Daisuke Miyao, ed. Oxford Handbook of Japanese Cinema. Oxford University Press, 2014. ISBN 9780199731664.

It sports an impressive list of contributors: Eric Cazdyn, Fujiki Hideaki, Hosokawa Shuhei, Dong Hoon Kim, Kinoshita Chika, Sang Joon Lee, Kwai Cheung Lo, Abé Mark Nornes, Okada Hidenori, Michael Raine, Carlos Rojas, Saito Ayako, Myriam Sas, Ben Singer, Mitsuyo Wada-Marciano, Yamamoto Ichiro, and Alexander Zahlten. Topics covered include film style, audiences, adaptation, stars, film festivals, nitrate film, sound, genre, women's bodies, and the media mix. One of the defining characteristics of Miyao's choice of articles is the effort first, to redefine the boundaries of Japanese film studies to emphasize the transnational nature of Japanese cinema, and thus include essays on colonial films, co-productions, foreign films in Japan, etc.; and second, to redefine the boundaries of cinema, by taking up the question of intermedia. It is thus a marker that Japanese film studies has achieved a certain maturity and is looking back on itself and its history. Some of the first essays in the Handbook do just that.

My contribution is an extended, English version of my piece in Fujiki's Kankyaku e no apurochi. Along with Iwamoto Kenji's history, it is one of the few accounts in English on the history of Japanese film criticism, though mine is less comprehensive than focuses on criticism's tense relationship with film theory, politics, and spectatorship.

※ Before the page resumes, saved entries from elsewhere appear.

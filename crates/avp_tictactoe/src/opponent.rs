//! Heuristic opponent.
//!
//! The opponent draws one aggressiveness threshold per move and walks a
//! fixed list of tactics:
//!
//! 1. above 0.8, a random empty cell;
//! 2. a move that wins outright;
//! 3. above 0.3, a move that blocks the other side's win;
//! 4. above 0.5, the center, or failing that a free corner;
//! 5. a random empty cell.
//!
//! Blocking is deliberately probabilistic, so the opponent can be beaten.

use crate::{Board, Mark, MoveError, Position};
use rand::Rng;
use serde::{Deserialize, Serialize};
use tracing::{debug, instrument};

/// Threshold above which the opponent plays a random attack.
pub const RANDOM_ATTACK_THRESHOLD: f64 = 0.8;
/// Threshold above which the opponent blocks an imminent loss.
pub const BLOCK_THRESHOLD: f64 = 0.3;
/// Threshold above which the opponent goes for the center or a corner.
pub const POSITIONAL_THRESHOLD: f64 = 0.5;

/// Source of randomness for the opponent.
///
/// Every [`Rng`] is a `Dice`; tests can supply scripted values instead.
pub trait Dice {
    /// Draws an aggressiveness threshold in `[0, 1)`.
    fn threshold(&mut self) -> f64;

    /// Picks an index in `0..len`. `len` is never zero.
    fn pick(&mut self, len: usize) -> usize;
}

impl<R: Rng + ?Sized> Dice for R {
    fn threshold(&mut self) -> f64 {
        self.random::<f64>()
    }

    fn pick(&mut self, len: usize) -> usize {
        self.random_range(0..len)
    }
}

/// The rule that produced a move.
#[derive(Debug, Clone, Copy, PartialEq, Eq, Hash, Serialize, Deserialize)]
pub enum Tactic {
    /// Uniformly random empty cell, taken on a high threshold.
    RandomAttack,
    /// Completes a line for the opponent's own mark.
    Kill,
    /// Occupies the cell the other side needs to complete a line.
    Block,
    /// Takes the empty center.
    Center,
    /// Takes a random empty corner.
    Corner,
    /// Uniformly random empty cell, the fallback.
    Tactical,
}

impl Tactic {
    /// Flavor text shown alongside the move.
    pub fn flavor(self) -> &'static str {
        match self {
            Tactic::RandomAttack => "launches an aggressive random attack",
            Tactic::Kill => "moves in for the kill",
            Tactic::Block => "blocks the attack",
            Tactic::Center => "takes a strategic position",
            Tactic::Corner => "moves to higher ground",
            Tactic::Tactical => "makes a tactical move",
        }
    }
}

/// A move chosen by the opponent.
#[derive(Debug, Clone, Copy, PartialEq, Eq, Serialize, Deserialize)]
pub struct OpponentMove {
    /// Chosen cell.
    pub position: Position,
    /// Rule that chose it.
    pub tactic: Tactic,
}

impl OpponentMove {
    /// Flavor text for the tactic taken.
    pub fn flavor(&self) -> &'static str {
        self.tactic.flavor()
    }
}

/// Heuristic move selector.
#[derive(Debug, Clone)]
pub struct Opponent<D> {
    dice: D,
}

impl<D: Dice> Opponent<D> {
    /// Creates an opponent drawing from `dice`.
    pub fn new(dice: D) -> Self {
        Self { dice }
    }

    /// Chooses a move for `own` on `board`.
    ///
    /// The board is only read; trial placements happen on a private copy.
    ///
    /// # Errors
    ///
    /// Returns [`MoveError::NoAvailableMove`] if the board is full.
    #[instrument(skip(self, board))]
    pub fn select_move(
        &mut self,
        board: &Board,
        own: Mark,
        opponent: Mark,
    ) -> Result<OpponentMove, MoveError> {
        let empty = board.empty_positions();
        if empty.is_empty() {
            return Err(MoveError::NoAvailableMove);
        }

        let t = self.dice.threshold();
        debug!(threshold = t, empty = empty.len(), "Opponent deliberating");

        let chosen = if t > RANDOM_ATTACK_THRESHOLD {
            self.random_from(&empty, Tactic::RandomAttack)
        } else if let Some(position) = winning_move(board, own) {
            OpponentMove {
                position,
                tactic: Tactic::Kill,
            }
        } else if let Some(position) = (t > BLOCK_THRESHOLD)
            .then(|| winning_move(board, opponent))
            .flatten()
        {
            OpponentMove {
                position,
                tactic: Tactic::Block,
            }
        } else if let Some(positional) = (t > POSITIONAL_THRESHOLD)
            .then(|| self.positional(board))
            .flatten()
        {
            positional
        } else {
            self.random_from(&empty, Tactic::Tactical)
        };

        debug!(position = %chosen.position, tactic = ?chosen.tactic, "Opponent chose move");
        Ok(chosen)
    }

    /// Center if free, otherwise a random free corner.
    fn positional(&mut self, board: &Board) -> Option<OpponentMove> {
        if board.is_empty(Position::CENTER) {
            return Some(OpponentMove {
                position: Position::CENTER,
                tactic: Tactic::Center,
            });
        }

        let corners: Vec<Position> = Position::CORNERS
            .iter()
            .copied()
            .filter(|&pos| board.is_empty(pos))
            .collect();
        if corners.is_empty() {
            return None;
        }
        Some(self.random_from(&corners, Tactic::Corner))
    }

    fn random_from(&mut self, candidates: &[Position], tactic: Tactic) -> OpponentMove {
        let index = self.dice.pick(candidates.len());
        OpponentMove {
            position: candidates[index],
            tactic,
        }
    }
}

/// First empty cell, row-major, where `mark` would complete a line.
#[instrument(skip(board))]
pub fn winning_move(board: &Board, mark: Mark) -> Option<Position> {
    let mut trial = board.clone();
    for pos in board.empty_positions() {
        trial.place(pos, mark);
        let wins = trial.check_win(mark);
        trial.clear(pos);
        if wins {
            return Some(pos);
        }
    }
    None
}

#[cfg(test)]
mod tests {
    use super::*;
    use rand::{SeedableRng, rngs::StdRng};

    /// Dice that replays fixed thresholds and always picks index 0.
    struct Scripted {
        thresholds: Vec<f64>,
    }

    impl Dice for Scripted {
        fn threshold(&mut self) -> f64 {
            self.thresholds.remove(0)
        }

        fn pick(&mut self, _len: usize) -> usize {
            0
        }
    }

    fn scripted(t: f64) -> Opponent<Scripted> {
        Opponent::new(Scripted {
            thresholds: vec![t],
        })
    }

    fn board_with(cells: &[(Position, Mark)]) -> Board {
        let mut board = Board::new();
        for &(pos, mark) in cells {
            board.place(pos, mark);
        }
        board
    }

    #[test]
    fn test_full_board_is_contract_violation() {
        let mut board = Board::new();
        for pos in Position::ALL {
            board.place(pos, Mark::X);
        }
        let result = scripted(0.0).select_move(&board, Mark::O, Mark::X);
        assert_eq!(result, Err(MoveError::NoAvailableMove));
    }

    #[test]
    fn test_kill_takes_first_winning_cell() {
        // O can win at TopRight (row) or BottomLeft (column); row-major picks TopRight.
        let board = board_with(&[
            (Position::TopLeft, Mark::O),
            (Position::TopCenter, Mark::O),
            (Position::MiddleLeft, Mark::O),
            (Position::Center, Mark::X),
            (Position::MiddleRight, Mark::X),
        ]);
        let chosen = scripted(0.1).select_move(&board, Mark::O, Mark::X).unwrap();
        assert_eq!(chosen.position, Position::TopRight);
        assert_eq!(chosen.tactic, Tactic::Kill);
        assert_eq!(chosen.flavor(), "moves in for the kill");
    }

    #[test]
    fn test_kill_preferred_over_block() {
        let board = board_with(&[
            (Position::TopLeft, Mark::X),
            (Position::TopCenter, Mark::X),
            (Position::BottomLeft, Mark::O),
            (Position::BottomCenter, Mark::O),
        ]);
        let chosen = scripted(0.7).select_move(&board, Mark::O, Mark::X).unwrap();
        assert_eq!(chosen.position, Position::BottomRight);
        assert_eq!(chosen.tactic, Tactic::Kill);
    }

    #[test]
    fn test_block_above_threshold() {
        let board = board_with(&[
            (Position::TopLeft, Mark::X),
            (Position::TopCenter, Mark::X),
            (Position::Center, Mark::O),
        ]);
        let chosen = scripted(0.4).select_move(&board, Mark::O, Mark::X).unwrap();
        assert_eq!(chosen.position, Position::TopRight);
        assert_eq!(chosen.tactic, Tactic::Block);
        assert_eq!(chosen.flavor(), "blocks the attack");
    }

    #[test]
    fn test_no_block_at_low_threshold() {
        let board = board_with(&[
            (Position::TopLeft, Mark::X),
            (Position::TopCenter, Mark::X),
            (Position::Center, Mark::O),
        ]);
        let chosen = scripted(0.2).select_move(&board, Mark::O, Mark::X).unwrap();
        assert_eq!(chosen.tactic, Tactic::Tactical);
        // Scripted pick is index 0, the first empty cell.
        assert_eq!(chosen.position, Position::TopRight);
    }

    #[test]
    fn test_random_attack_ignores_winning_move() {
        let board = board_with(&[
            (Position::MiddleLeft, Mark::O),
            (Position::Center, Mark::O),
        ]);
        let chosen = scripted(0.9).select_move(&board, Mark::O, Mark::X).unwrap();
        assert_eq!(chosen.tactic, Tactic::RandomAttack);
        assert_eq!(chosen.position, Position::TopLeft);
    }

    #[test]
    fn test_center_then_corner() {
        let empty = Board::new();
        let chosen = scripted(0.6).select_move(&empty, Mark::O, Mark::X).unwrap();
        assert_eq!(chosen.position, Position::Center);
        assert_eq!(chosen.tactic, Tactic::Center);

        let board = board_with(&[(Position::Center, Mark::X), (Position::TopLeft, Mark::O)]);
        let chosen = scripted(0.6).select_move(&board, Mark::O, Mark::X).unwrap();
        assert_eq!(chosen.position, Position::TopRight);
        assert_eq!(chosen.tactic, Tactic::Corner);
        assert_eq!(chosen.flavor(), "moves to higher ground");
    }

    #[test]
    fn test_positional_gives_up_without_center_or_corner() {
        let mut board = Board::new();
        board.place(Position::CENTER, Mark::X);
        for pos in Position::CORNERS {
            board.place(pos, Mark::O);
        }
        assert_eq!(scripted(0.6).positional(&board), None);
    }

    #[test]
    fn test_selection_leaves_board_untouched() {
        let board = board_with(&[
            (Position::TopLeft, Mark::X),
            (Position::TopCenter, Mark::X),
            (Position::Center, Mark::O),
        ]);
        let before = board.clone();
        let mut opponent = Opponent::new(StdRng::seed_from_u64(7));
        for _ in 0..50 {
            let chosen = opponent.select_move(&board, Mark::O, Mark::X).unwrap();
            assert!(board.is_empty(chosen.position));
            assert_eq!(board, before);
        }
    }
}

You can buy the Handbook at Powell's, though you might have to wait until a paperback version comes out: 

By the way, as some of you know, I have long been inserting links to Amazon for my books and the things I introduce. It's been worrying me for a long time, and Amazon's recent monopolistic actions have only underlined my fears about supporting that occasionally obnoxious giant. So I've decided to try linking up to Powell's Books, a large but independent bookstore in Portland, Oregon. I've shopped at Powell's since I was a kid (first at the Hyde Park store, which is in a separate network but was founded by the same people), and also at the Portland store now that my family is now mostly in that city. Some links to Amazon will remain (I can't change them all), but I encourage you to support your independent bookstore.